Kane ne réagit pas. Il doit s’y prendre à plusieurs reprises avant qu’elle émerge enfin de sa torpeur. Elle contemple Simon avec inquiétude.
— Que s’est-il passé, je suis blessée ?
— Non. Vous avez reçu un morceau de brique sur la tête et vous avez perdu connaissance. Comment vous sentez-vous ? Vous pouvez marcher ?
Kane acquiesce.
Ils profitent d’une brève accalmie dans le tumulte des armes pour se réfugier derrière le bâtiment en bois qui leur fait face. Des clients qui s’étaient terrés là se croyant en sécurité, les regardent arriver les yeux emplis de terreur. Simon les rassure en leur montrant ses mains vides. Tout en leur recommandant de rester à l’abri, il jette un coup d’œil autour de lui. Aucun signe des membres du commando, pas plus que de Martha Finnegan qu’il a perdu de vue quelques minutes plus tôt.
Ils ont quasiment traversé tout le complexe commercial. La sortie, par laquelle s’enfuient les derniers clients, est à peine à une cinquantaine de mètres.
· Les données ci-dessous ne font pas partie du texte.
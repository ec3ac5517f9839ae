//! In-memory history store
//!
//! Owns the ordered collections the derivation functions read. The store
//! itself has no derivation logic; it only appends, replaces today's mood,
//! and enforces the history bound. The whole store serializes so callers
//! (the CLI) can snapshot it between runs.

use chrono::{Local, NaiveDate, Utc};
use serde::{Deserialize, Serialize};
use uuid::Uuid;

use crate::content::seed_stories;
use crate::error::{Error, Result};
use crate::models::{JournalEntry, Mood, MoodEntry, Reminder, Story, UserProfile};

/// Most recent mood entries kept; older ones fall off the front
pub const MOOD_HISTORY_LIMIT: usize = 30;

/// Owner of all user state: mood history, journal, profile, reminders,
/// and the peer-story feed
#[derive(Debug, Clone, Serialize, Deserialize)]
pub struct HistoryStore {
    moods: Vec<MoodEntry>,
    journal: Vec<JournalEntry>,
    profile: UserProfile,
    reminders: Vec<Reminder>,
    stories: Vec<Story>,
}

impl Default for HistoryStore {
    fn default() -> Self {
        Self {
            moods: Vec::new(),
            journal: Vec::new(),
            profile: UserProfile {
                name: "Friend".to_string(),
                bio: "Learning to prioritize myself.".to_string(),
                avatar: None,
            },
            reminders: vec![Reminder {
                id: Uuid::new_v4().to_string(),
                label: "Morning Check-in".to_string(),
                time: "08:00".to_string(),
                enabled: true,
            }],
            stories: seed_stories(),
        }
    }
}

impl HistoryStore {
    pub fn new() -> Self {
        Self::default()
    }

    pub fn moods(&self) -> &[MoodEntry] {
        &self.moods
    }

    pub fn journal(&self) -> &[JournalEntry] {
        &self.journal
    }

    pub fn profile(&self) -> &UserProfile {
        &self.profile
    }

    pub fn reminders(&self) -> &[Reminder] {
        &self.reminders
    }

    pub fn stories(&self) -> &[Story] {
        &self.stories
    }

    /// Record a mood for the given date
    ///
    /// A second selection on the same date replaces that date's entry
    /// instead of duplicating it; otherwise the entry is appended and the
    /// history is trimmed to the most recent [`MOOD_HISTORY_LIMIT`].
    pub fn log_mood(&mut self, date: NaiveDate, mood: Mood) -> MoodEntry {
        let entry = MoodEntry { date, mood };

        if let Some(existing) = self.moods.iter_mut().find(|e| e.date == date) {
            *existing = entry;
        } else {
            self.moods.push(entry);
            if self.moods.len() > MOOD_HISTORY_LIMIT {
                let excess = self.moods.len() - MOOD_HISTORY_LIMIT;
                self.moods.drain(..excess);
            }
        }

        tracing::debug!(date = %date, mood = %mood, "Logged mood");
        entry
    }

    /// Record a mood for today (local calendar date)
    pub fn log_mood_today(&mut self, mood: Mood) -> MoodEntry {
        self.log_mood(Local::now().date_naive(), mood)
    }

    /// Append a journal entry; entries are immutable once created
    pub fn add_journal(
        &mut self,
        text: impl Into<String>,
        mood: Option<Mood>,
        tags: Option<Vec<String>>,
    ) -> JournalEntry {
        let entry = JournalEntry {
            id: Uuid::new_v4().to_string(),
            date: Utc::now(),
            text: text.into(),
            mood,
            tags,
        };
        self.journal.push(entry.clone());
        entry
    }

    pub fn set_profile(&mut self, profile: UserProfile) {
        self.profile = profile;
    }

    /// Add a reminder, returning its generated id
    pub fn add_reminder(&mut self, label: impl Into<String>, time: impl Into<String>) -> Reminder {
        let reminder = Reminder {
            id: Uuid::new_v4().to_string(),
            label: label.into(),
            time: time.into(),
            enabled: true,
        };
        self.reminders.push(reminder.clone());
        reminder
    }

    /// Flip a reminder's enabled flag
    pub fn toggle_reminder(&mut self, id: &str) -> Result<&Reminder> {
        let reminder = self
            .reminders
            .iter_mut()
            .find(|r| r.id == id)
            .ok_or_else(|| Error::NotFound(format!("reminder {}", id)))?;
        reminder.enabled = !reminder.enabled;
        Ok(reminder)
    }

    /// Prepend a shared story so the newest appears first
    pub fn add_story(&mut self, title: impl Into<String>, snippet: impl Into<String>, author: impl Into<String>) -> &Story {
        let next_id = self.stories.iter().map(|s| s.id).max().unwrap_or(0) + 1;
        self.stories.insert(
            0,
            Story {
                id: next_id,
                title: title.into(),
                snippet: snippet.into(),
                author: author.into(),
            },
        );
        &self.stories[0]
    }
}
//! Profile handlers

use std::sync::Arc;

use axum::{extract::State, Json};
use serde::Deserialize;

use aasha_core::models::UserProfile;

use super::{read_store, write_store};
use crate::{AppError, AppState};

/// Request body for replacing the profile
#[derive(Debug, Deserialize)]
pub struct UpdateProfileRequest {
    pub name: String,
    pub bio: String,
    pub avatar: Option<String>,
}

/// GET /api/profile
pub async fn get_profile(
    State(state): State<Arc<AppState>>,
) -> Result<Json<UserProfile>, AppError> {
    let store = read_store(&state)?;
    Ok(Json(store.profile().clone()))
}

/// PUT /api/profile - Replace the single profile record
pub async fn update_profile(
    State(state): State<Arc<AppState>>,
    Json(body): Json<UpdateProfileRequest>,
) -> Result<Json<UserProfile>, AppError> {
    if body.name.trim().is_empty() {
        return Err(AppError::bad_request("Profile name must not be empty"));
    }

    let profile = UserProfile {
        name: body.name,
        bio: body.bio,
        avatar: body.avatar,
    };

    let mut store = write_store(&state)?;
    store.set_profile(profile.clone());
    Ok(Json(profile))
}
Si nous arrivons jusque là, nous pourrons nous mêler à la foule et disparaître sans problème, songe Simon avec espoir.
Soudain, Gus, le chauffeur du van déboule en courant.
— Ils ont reçu des renforts et ils sont en train de nous encercler, annonce-t-il fébrile. Nous ne pouvons pas rester ici, nous sommes trop exposés. Suivez-moi, on se replie dans une boutique.
Simon n’a pas le temps de donner son avis que l’homme le saisit d’une main, Kane de l’autre, et les entraîne avec lui dans le magasin de décoration à quelques pas. À ses portes, deux membres du commando tirent sans discontinuer pour couvrir leur retraite.
Une fois à l’intérieur, Kane reconnaît Ryan, déjà présent lors de la tentative d’exfiltration de Cinnamon. Elle le rejoint et lâche en regardant autour d’elle :
— Cela ne vous rappelle rien ?
— Si bien sûr. Il faut espérer que cette fois il y a une sortie à l’arrière.